More than 250 Israelis, from college students to experienced executives to entrepreneurs in their 70’s and 80’s, recently attended EcoMotion to present their ideas for alternative smart transportation solutions. EcoMotion, a conference (that called itself an unconference), was a kickoff event aimed at creating a collaborative community from a variety of disciplines to solve the problem of dependence on polluting fuels.

Among the inventions shown were a car propelled by wind, a bicycle powered by a fuel cell and a train that floats on water. No idea was too farfetched.

“Everyone was really excited to share ideas and projects,” said Boaz Mamo, executive director of EcoMotion for the Israel Science Technology and Innovation Policy Institute (ISTIPI), which is cosponsoring the initiative with the Prime Minister’s Office, the Ministry of Science, Keren Hayesod (United Israel Appeal) and the Israeli automotive industry.

“The atmosphere and energy were amazing. People stayed until 2 am, to talk and create something together,” Mamo added.

He stressed that EcoMotion isn’t a one-time event, and it is not competitive. Its main purpose is to foster a creative, collaborative community of minds from a variety of disciplines. Any practical, concrete products that may arise from this community would be icing on the cake.

“We will continuously hold small events during the year—workshops, meetings with investors and government officials—discussing collaborations to maintain the community and keep it strong. We are big believers in the free market. Everyone with an idea can take a shot at it, but we’re not promising anything,” continued Mamo.

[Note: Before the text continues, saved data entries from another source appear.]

//! shipnote: turn commit history into a categorized changelog.
//!
//! Entry point and error handling boundary. Uses `anyhow` for
//! ergonomic error propagation and user-facing messages.

mod cli;

use shipnote::config;
use shipnote::constants;
use shipnote::credentials;
use shipnote::env;
use shipnote::output;
use shipnote::pipeline;
use shipnote::providers;
use shipnote::sources;

use std::io::Read;
use std::path::Path;
use std::process;
use std::sync::Arc;

use anyhow::{Context, Result, anyhow, bail};
use clap::Parser;
use colored::Colorize;
use tracing_subscriber::EnvFilter;

use cli::args::{Cli, Command, FetchArgs, GenerateArgs, InputMode, ParseUrlArgs, ReposArgs, TokenAction};
use config::Config;
use credentials::{CredentialStore, FileCredentialStore};
use env::Env;
use output::ChangelogReport;
use pipeline::ChangelogPipeline;
use providers::ChangelogProvider;
use providers::rig::RigProvider;
use sources::GithubClient;
use sources::url::parse_repository_url;

#[tokio::main]
async fn main() {
    if let Err(err) = run().await {
        eprintln!("Error: {err:#}");
        process::exit(1);
    }
}

async fn run() -> Result<()> {
    let cli = Cli::parse();
    init_tracing(cli.verbose);

    match cli.command {
        Command::Generate(args) => run_generate(*args).await,
        Command::Fetch(args) => run_fetch(args).await,
        Command::ParseUrl(args) => run_parse_url(args),
        Command::Repos(args) => run_repos(args).await,
        Command::Token { action } => run_token(action),
        Command::Version => run_version(),
    }
}

/// Install the stderr log subscriber. `--verbose` wins over `SHIPNOTE_LOG`.
fn init_tracing(verbose: bool) {
    let filter = if verbose {
        EnvFilter::new("shipnote=debug")
    } else {
        EnvFilter::try_from_env(constants::ENV_LOG).unwrap_or_else(|_| EnvFilter::new("warn"))
    };
    let _ = tracing_subscriber::fmt()
        .with_env_filter(filter)
        .with_writer(std::io::stderr)
        .with_target(false)
        .try_init();
}

/// Print detailed version and build information.
fn run_version() -> Result<()> {
    println!(
        "{} {}",
        constants::APP_NAME.bold(),
        constants::VERSION.green().bold()
    );
    println!("{}     {}", "commit:".dimmed(), constants::GIT_SHA);
    println!("{}     {}", "target:".dimmed(), constants::TARGET);
    Ok(())
}

/// Load layered config rooted at `root` (repo-local `.shipnote.toml` lives there).
fn load_config(root: Option<&Path>, env: &Env) -> Result<Config> {
    let cwd;
    let root = match root {
        Some(root) => root,
        None => {
            cwd = std::env::current_dir().context("failed to determine current directory")?;
            cwd.as_path()
        }
    };
    Config::load(Some(root), env).context("failed to load configuration")
}

/// Local runs read `.shipnote.toml` from the repository, others from the current directory.
fn config_root(input_mode: &InputMode) -> Option<&Path> {
    match input_mode {
        InputMode::Local(query) => Some(query.path.as_path()),
        _ => None,
    }
}

fn build_pipeline(config: &Config) -> ChangelogPipeline {
    let provider: Arc<dyn ChangelogProvider> = Arc::new(RigProvider::new(
        config.provider.clone(),
        config.generation.clone(),
    ));
    ChangelogPipeline::from_config(provider, config)
}

/// Resolve the GitHub token from `--token`, the environment, then the store.
fn github_token(flag: Option<&str>, env: &Env) -> Result<Option<String>> {
    let store = FileCredentialStore::new();
    let resolved = credentials::resolve_github_token(flag, env, &store)
        .context("failed to read stored GitHub token")?;
    Ok(resolved.map(|(token, source)| {
        tracing::debug!(source = %source, "using GitHub token");
        token
    }))
}

async fn read_file(path: &Path) -> Result<String> {
    tokio::fs::read_to_string(path)
        .await
        .with_context(|| format!("failed to read {}", path.display()))
}

fn read_stdin() -> Result<String> {
    let mut buf = String::new();
    std::io::stdin()
        .read_to_string(&mut buf)
        .context("failed to read from stdin")?;
    Ok(buf)
}

/// Generate a changelog and render it.
async fn run_generate(args: GenerateArgs) -> Result<()> {
    let input_mode = args.validate_input().map_err(|e| anyhow!("{e}"))?;
    let env = Env::real();

    let config = load_config(config_root(&input_mode), &env)?;
    let pipeline = build_pipeline(&config);

    let (result, source) = match input_mode {
        InputMode::TextFile(path) => {
            let text = read_file(&path).await?;
            (pipeline.generate_from_text(&text).await, path.display().to_string())
        }
        InputMode::Stdin => {
            let text = read_stdin()?;
            (pipeline.generate_from_text(&text).await, "stdin".to_string())
        }
        InputMode::CommitsFile(path) => {
            let json = read_file(&path).await?;
            (pipeline.generate_from_json(&json).await, path.display().to_string())
        }
        InputMode::Local(query) => {
            cli::status(&format!(
                "Reading {} in {}",
                query.range_label(),
                query.path.display()
            ));
            let source = format!("{} {}", query.path.display(), query.range_label());
            (pipeline.generate_from_local(&query).await, source)
        }
        InputMode::Remote {
            url,
            mut query,
            all_history,
        } => {
            if all_history && query.limit.is_none() {
                query.limit = Some(config.github.all_limit);
            }
            let token = github_token(args.source.token.as_deref(), &env)?;
            cli::status(&format!("Fetching commits from {url}"));
            (
                pipeline
                    .generate_from_remote_url(token.as_deref(), &url, &query)
                    .await,
                url,
            )
        }
    };

    let success = result.success;
    let report = ChangelogReport::new(result, source);

    if !success {
        if args.output.is_some() {
            bail!(
                "{}",
                report.result.error.as_deref().unwrap_or("changelog generation failed")
            );
        }
        print!("{}", args.format.render(&report));
        process::exit(1);
    }

    let rendered = args.format.render(&report);
    match args.output {
        Some(path) => write_output(&path, &rendered).await?,
        None => print!("{rendered}"),
    }
    Ok(())
}

async fn write_output(path: &Path, rendered: &str) -> Result<()> {
    tokio::fs::write(path, rendered)
        .await
        .with_context(|| format!("failed to write {}", path.display()))?;
    cli::status(&format!("Wrote changelog to {}", path.display()));
    Ok(())
}

/// Print the commits a source yields, as JSON.
async fn run_fetch(args: FetchArgs) -> Result<()> {
    let input_mode = args.validate_input().map_err(|e| anyhow!("{e}"))?;
    let env = Env::real();

    let config = load_config(config_root(&input_mode), &env)?;
    let pipeline = build_pipeline(&config);

    let records = match input_mode {
        InputMode::Local(query) => pipeline
            .fetch_local_commits(&query)
            .await
            .context("failed to read local history")?,
        InputMode::Remote {
            url,
            mut query,
            all_history,
        } => {
            if all_history && query.limit.is_none() {
                query.limit = Some(config.github.all_limit);
            }
            let repo = parse_repository_url(&url)?;
            let token = github_token(args.source.token.as_deref(), &env)?;
            pipeline
                .fetch_remote_commits(token.as_deref(), &repo, &query)
                .await
                .with_context(|| format!("failed to fetch commits for {repo}"))?
        }
        _ => bail!("fetch reads from --repo or --remote"),
    };

    println!("{}", serde_json::to_string_pretty(&records)?);
    Ok(())
}

fn run_parse_url(args: ParseUrlArgs) -> Result<()> {
    let repo = parse_repository_url(&args.url)?;
    if args.json {
        let value = serde_json::json!({ "owner": repo.owner, "repo": repo.repo });
        println!("{}", serde_json::to_string_pretty(&value)?);
    } else {
        println!("{repo}");
    }
    Ok(())
}

/// List the authenticated user's repositories.
async fn run_repos(args: ReposArgs) -> Result<()> {
    let env = Env::real();
    let config = load_config(None, &env)?;
    let Some(token) = github_token(args.token.as_deref(), &env)? else {
        bail!(
            "no GitHub token found: pass --token, set {} or {}, or run `shipnote token set <TOKEN>`",
            constants::ENV_GITHUB_TOKEN,
            constants::ENV_GITHUB_TOKEN_FALLBACK
        );
    };

    let repos = GithubClient::from_config(&config.github)
        .list_repositories(&token, args.limit)
        .await
        .context("failed to list repositories")?;

    if repos.is_empty() {
        println!("No repositories found.");
        return Ok(());
    }

    for repo in &repos {
        let visibility = if repo.private { "private" } else { "public" };
        println!(
            "  {}  {}  {}",
            repo.full_name.bold(),
            visibility.dimmed(),
            format!("★ {}", repo.stargazers_count).yellow(),
        );
        if let Some(ref description) = repo.description {
            println!("         {}", description.dimmed());
        }
    }
    Ok(())
}

/// Manage the stored GitHub token.
fn run_token(action: TokenAction) -> Result<()> {
    let store = FileCredentialStore::new();

    match action {
        TokenAction::Set { token } => {
            let token = token.trim();
            if token.is_empty() {
                bail!("token must not be empty");
            }
            store
                .set(constants::GITHUB_TOKEN_KEY, token)
                .context("failed to store GitHub token")?;
            let location = store
                .path()
                .map(|p| p.display().to_string())
                .unwrap_or_default();
            println!(
                "  {} GitHub token stored in {}",
                "✔".green().bold(),
                location
            );
        }
        TokenAction::Status => {
            match credentials::resolve_github_token(None, &Env::real(), &store)
                .context("failed to read stored GitHub token")?
            {
                Some((token, source)) => {
                    println!("  {}  {}", "Token:".cyan(), credentials::mask(&token));
                    println!("  {}   {}", "From:".cyan(), source);
                }
                None => {
                    println!("  No GitHub token configured.");
                    println!("  Use `shipnote token set <TOKEN>` to add one.");
                }
            }
        }
        TokenAction::Clear => {
            let removed = store
                .remove(constants::GITHUB_TOKEN_KEY)
                .context("failed to remove GitHub token")?;
            if removed {
                println!("  {} GitHub token removed.", "✔".green().bold());
            } else {
                println!("  No stored GitHub token.");
            }
        }
    }

    Ok(())
}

“EcoMotion complements Israel’s national program to reduce global dependency on oil,” said Professor Eugene Kandel, head of the National Economic Council. “We believe that innovation is a key component for success in this complex process.”

Innovators, entrepreneurs, academics, philanthropists, representatives of financial and government institutions and international/local businesses (including heavy-hitters such as General Motors, Toyota and IBM, among many others) were encouraged to listen to each other’s ideas—no matter how wacky—and form working relationships.

EcoMotion participants came from smart transportation-related fields including energy efficiency, electric and hybrid propulsion methods; energy systems; smart electric grids, electro-chemical energy storage sources and devices (such as fuel cells and batteries); independent propulsion systems; smart navigation systems and more.

The idea is eventually to grow the Israeli meeting of minds into an international exchange of ideas and promotion of innovations for transportation and alternative fuels.

“The best minds in the world are looking for a way to reduce dependence on oil, which serves the interest of terrorist organizations and is environmentally destructive,” said Meir Arnon, chairman of EcoMotion.

EcoMotion’s goal is to create new and original ways to travel within cities and between them. Israel has a strategic interest in being a pioneer in this field, as they have already become in the past in the water technology and defense industries.